Work required |
Begin at the top of the following data. Copy each line exactly until you have copied the line containing "next to it;".

* * * * *

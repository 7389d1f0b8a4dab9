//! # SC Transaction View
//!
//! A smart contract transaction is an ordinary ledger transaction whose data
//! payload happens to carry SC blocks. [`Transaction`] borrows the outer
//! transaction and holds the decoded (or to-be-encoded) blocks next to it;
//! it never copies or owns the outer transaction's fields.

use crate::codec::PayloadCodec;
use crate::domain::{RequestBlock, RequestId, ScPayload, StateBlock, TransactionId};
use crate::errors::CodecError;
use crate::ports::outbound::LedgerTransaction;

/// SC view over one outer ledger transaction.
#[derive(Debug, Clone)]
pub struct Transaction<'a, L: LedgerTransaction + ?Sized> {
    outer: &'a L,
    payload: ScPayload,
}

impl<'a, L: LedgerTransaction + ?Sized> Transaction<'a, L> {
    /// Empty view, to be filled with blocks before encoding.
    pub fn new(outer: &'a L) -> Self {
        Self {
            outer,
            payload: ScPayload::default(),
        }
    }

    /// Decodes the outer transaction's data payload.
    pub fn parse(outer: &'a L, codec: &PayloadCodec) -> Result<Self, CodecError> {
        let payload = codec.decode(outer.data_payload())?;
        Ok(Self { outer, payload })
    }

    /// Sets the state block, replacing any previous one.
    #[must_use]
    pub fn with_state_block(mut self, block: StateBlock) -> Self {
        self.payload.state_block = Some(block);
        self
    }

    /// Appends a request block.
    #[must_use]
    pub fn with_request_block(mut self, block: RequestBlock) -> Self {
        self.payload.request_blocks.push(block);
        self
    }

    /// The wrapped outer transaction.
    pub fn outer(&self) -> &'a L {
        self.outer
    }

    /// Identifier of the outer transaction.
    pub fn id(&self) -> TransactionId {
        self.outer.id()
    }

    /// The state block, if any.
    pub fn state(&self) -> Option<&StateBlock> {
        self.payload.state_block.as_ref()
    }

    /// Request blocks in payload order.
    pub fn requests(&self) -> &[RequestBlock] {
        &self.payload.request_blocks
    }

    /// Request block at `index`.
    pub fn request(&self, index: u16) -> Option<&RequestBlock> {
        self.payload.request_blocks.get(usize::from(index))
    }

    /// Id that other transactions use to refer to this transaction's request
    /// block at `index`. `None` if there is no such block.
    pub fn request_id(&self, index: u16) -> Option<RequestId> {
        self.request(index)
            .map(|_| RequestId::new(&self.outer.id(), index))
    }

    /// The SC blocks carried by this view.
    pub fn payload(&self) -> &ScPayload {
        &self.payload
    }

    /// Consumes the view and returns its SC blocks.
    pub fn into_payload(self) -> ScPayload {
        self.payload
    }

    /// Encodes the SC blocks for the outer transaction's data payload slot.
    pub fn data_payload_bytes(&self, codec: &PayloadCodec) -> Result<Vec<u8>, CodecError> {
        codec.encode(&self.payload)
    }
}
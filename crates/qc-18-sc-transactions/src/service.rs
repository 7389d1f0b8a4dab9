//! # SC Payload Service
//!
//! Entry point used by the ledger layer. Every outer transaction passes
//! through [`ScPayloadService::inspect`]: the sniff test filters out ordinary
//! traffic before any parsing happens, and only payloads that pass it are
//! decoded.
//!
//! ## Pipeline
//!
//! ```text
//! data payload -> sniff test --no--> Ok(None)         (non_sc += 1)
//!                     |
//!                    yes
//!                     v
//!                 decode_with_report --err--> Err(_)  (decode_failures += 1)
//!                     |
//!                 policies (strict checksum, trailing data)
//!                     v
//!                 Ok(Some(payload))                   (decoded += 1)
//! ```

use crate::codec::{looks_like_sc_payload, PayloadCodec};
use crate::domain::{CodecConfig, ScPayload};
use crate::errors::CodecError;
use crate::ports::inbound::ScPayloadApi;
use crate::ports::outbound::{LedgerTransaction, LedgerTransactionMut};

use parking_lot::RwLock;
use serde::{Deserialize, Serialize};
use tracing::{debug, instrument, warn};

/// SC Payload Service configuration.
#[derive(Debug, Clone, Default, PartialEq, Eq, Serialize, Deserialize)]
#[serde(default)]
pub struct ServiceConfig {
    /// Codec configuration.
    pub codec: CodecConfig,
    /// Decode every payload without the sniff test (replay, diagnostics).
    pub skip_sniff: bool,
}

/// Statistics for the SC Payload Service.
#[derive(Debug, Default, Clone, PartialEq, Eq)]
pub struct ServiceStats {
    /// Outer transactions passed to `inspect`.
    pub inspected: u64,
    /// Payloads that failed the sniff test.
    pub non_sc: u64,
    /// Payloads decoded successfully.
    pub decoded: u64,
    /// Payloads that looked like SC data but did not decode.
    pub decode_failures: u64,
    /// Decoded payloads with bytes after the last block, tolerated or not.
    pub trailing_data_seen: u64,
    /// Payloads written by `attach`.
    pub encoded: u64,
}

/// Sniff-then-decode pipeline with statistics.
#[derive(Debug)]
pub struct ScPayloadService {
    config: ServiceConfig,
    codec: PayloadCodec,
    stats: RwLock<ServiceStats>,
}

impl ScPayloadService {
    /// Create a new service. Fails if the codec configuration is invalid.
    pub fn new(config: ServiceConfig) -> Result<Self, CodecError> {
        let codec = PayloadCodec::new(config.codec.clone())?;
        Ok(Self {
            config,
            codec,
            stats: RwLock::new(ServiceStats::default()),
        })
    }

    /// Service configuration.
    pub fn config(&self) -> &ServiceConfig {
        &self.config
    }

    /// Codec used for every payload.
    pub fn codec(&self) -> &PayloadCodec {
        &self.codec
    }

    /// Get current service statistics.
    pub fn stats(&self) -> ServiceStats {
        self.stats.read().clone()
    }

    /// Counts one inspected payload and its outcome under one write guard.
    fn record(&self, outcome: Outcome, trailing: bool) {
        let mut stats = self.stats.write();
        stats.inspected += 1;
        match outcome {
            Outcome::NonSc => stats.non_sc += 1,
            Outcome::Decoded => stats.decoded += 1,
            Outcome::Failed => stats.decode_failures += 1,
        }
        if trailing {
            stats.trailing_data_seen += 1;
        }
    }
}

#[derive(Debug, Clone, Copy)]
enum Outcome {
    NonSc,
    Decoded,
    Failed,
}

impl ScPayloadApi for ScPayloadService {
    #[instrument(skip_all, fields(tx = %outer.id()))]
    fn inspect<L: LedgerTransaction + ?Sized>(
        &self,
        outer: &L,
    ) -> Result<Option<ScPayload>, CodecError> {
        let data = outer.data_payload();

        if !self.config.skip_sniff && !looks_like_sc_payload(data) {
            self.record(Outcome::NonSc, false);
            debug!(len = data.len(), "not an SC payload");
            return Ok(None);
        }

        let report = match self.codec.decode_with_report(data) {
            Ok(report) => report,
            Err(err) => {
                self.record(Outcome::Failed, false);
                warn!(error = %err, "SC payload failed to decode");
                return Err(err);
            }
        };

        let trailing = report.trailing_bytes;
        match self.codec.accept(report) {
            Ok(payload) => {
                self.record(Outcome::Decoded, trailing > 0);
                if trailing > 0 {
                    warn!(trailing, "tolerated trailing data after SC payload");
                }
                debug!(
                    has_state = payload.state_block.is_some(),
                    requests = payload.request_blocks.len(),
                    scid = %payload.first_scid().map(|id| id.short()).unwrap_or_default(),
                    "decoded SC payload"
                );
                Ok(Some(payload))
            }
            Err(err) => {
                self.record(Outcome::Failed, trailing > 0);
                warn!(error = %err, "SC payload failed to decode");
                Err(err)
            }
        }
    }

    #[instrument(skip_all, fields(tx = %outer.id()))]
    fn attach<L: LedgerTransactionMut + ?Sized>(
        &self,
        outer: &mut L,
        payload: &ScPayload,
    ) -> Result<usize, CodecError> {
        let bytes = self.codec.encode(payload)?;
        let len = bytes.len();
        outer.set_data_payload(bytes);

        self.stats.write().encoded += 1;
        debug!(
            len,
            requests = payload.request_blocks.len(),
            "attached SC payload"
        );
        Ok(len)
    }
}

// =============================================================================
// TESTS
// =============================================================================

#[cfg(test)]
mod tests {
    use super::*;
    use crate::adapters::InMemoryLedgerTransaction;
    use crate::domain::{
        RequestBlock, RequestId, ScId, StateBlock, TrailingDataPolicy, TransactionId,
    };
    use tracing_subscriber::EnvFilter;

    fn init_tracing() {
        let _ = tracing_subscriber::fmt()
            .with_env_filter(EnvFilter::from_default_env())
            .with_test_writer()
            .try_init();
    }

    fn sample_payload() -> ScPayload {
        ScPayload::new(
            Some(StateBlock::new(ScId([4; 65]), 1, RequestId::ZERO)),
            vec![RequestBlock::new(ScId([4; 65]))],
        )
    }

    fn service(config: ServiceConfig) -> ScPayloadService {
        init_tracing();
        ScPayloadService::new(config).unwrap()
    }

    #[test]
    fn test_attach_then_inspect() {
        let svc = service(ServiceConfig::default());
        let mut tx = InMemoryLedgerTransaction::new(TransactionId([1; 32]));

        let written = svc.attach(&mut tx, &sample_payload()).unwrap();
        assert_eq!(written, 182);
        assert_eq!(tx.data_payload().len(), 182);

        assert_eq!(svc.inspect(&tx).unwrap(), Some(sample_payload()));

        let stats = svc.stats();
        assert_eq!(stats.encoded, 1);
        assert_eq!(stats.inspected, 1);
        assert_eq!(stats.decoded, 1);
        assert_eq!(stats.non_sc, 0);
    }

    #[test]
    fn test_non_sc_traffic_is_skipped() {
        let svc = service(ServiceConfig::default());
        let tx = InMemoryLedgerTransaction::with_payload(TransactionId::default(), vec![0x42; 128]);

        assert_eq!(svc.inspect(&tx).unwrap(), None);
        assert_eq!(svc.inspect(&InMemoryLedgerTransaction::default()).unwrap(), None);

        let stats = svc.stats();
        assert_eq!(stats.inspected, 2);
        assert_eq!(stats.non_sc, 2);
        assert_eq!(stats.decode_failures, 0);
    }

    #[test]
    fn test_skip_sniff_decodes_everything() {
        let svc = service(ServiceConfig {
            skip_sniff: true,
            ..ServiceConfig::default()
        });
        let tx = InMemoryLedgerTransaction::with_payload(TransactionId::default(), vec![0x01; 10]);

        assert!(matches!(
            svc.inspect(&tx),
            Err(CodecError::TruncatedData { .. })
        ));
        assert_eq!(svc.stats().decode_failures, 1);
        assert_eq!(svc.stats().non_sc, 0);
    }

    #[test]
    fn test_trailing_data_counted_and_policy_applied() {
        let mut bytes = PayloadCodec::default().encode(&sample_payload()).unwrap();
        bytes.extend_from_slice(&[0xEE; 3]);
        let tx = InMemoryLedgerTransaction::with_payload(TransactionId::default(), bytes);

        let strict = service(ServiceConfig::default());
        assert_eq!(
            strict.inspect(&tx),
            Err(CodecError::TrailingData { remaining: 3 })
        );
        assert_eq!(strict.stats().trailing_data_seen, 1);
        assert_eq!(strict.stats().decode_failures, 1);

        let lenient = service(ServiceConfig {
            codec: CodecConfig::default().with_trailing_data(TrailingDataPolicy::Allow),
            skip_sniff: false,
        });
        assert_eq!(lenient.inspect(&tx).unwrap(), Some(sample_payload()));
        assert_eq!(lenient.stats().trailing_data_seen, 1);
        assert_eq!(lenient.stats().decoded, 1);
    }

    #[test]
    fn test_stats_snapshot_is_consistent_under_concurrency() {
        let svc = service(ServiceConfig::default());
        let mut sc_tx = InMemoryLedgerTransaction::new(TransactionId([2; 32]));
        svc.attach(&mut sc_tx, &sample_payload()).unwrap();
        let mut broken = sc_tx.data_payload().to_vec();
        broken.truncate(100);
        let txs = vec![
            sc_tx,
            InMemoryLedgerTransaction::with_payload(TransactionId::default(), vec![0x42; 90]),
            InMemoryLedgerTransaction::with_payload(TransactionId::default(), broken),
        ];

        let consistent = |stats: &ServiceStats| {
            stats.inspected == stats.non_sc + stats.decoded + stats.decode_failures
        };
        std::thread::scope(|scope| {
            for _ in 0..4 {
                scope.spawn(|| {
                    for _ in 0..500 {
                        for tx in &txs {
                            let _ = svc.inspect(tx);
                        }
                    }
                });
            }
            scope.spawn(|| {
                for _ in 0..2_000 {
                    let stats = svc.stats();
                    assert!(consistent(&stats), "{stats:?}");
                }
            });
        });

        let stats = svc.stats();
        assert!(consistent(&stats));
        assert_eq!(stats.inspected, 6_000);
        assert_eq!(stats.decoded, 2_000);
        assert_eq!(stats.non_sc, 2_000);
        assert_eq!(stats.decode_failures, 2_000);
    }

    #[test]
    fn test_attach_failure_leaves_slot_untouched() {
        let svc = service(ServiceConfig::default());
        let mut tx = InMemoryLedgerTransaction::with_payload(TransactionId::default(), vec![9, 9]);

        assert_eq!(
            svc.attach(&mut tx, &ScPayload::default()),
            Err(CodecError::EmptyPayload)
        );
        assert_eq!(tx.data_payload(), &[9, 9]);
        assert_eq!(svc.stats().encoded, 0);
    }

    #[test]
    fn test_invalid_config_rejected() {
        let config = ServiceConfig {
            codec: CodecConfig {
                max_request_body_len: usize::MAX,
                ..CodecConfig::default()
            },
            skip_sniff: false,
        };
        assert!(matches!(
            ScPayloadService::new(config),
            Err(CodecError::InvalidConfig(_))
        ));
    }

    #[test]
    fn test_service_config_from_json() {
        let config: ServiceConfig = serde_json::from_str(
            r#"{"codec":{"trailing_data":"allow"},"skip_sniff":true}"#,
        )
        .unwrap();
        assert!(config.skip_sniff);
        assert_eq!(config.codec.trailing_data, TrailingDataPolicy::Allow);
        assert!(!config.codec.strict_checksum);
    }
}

* * * * *

Worked solution |
repository 7389d1f0b8a4dab9
//! # SC Transaction View
//!
//! A smart contract transaction is an ordinary ledger transaction whose data
//! payload happens to carry SC blocks. [`Transaction`] borrows the outer
//! transaction and holds the decoded (or to-be-encoded) blocks next to it;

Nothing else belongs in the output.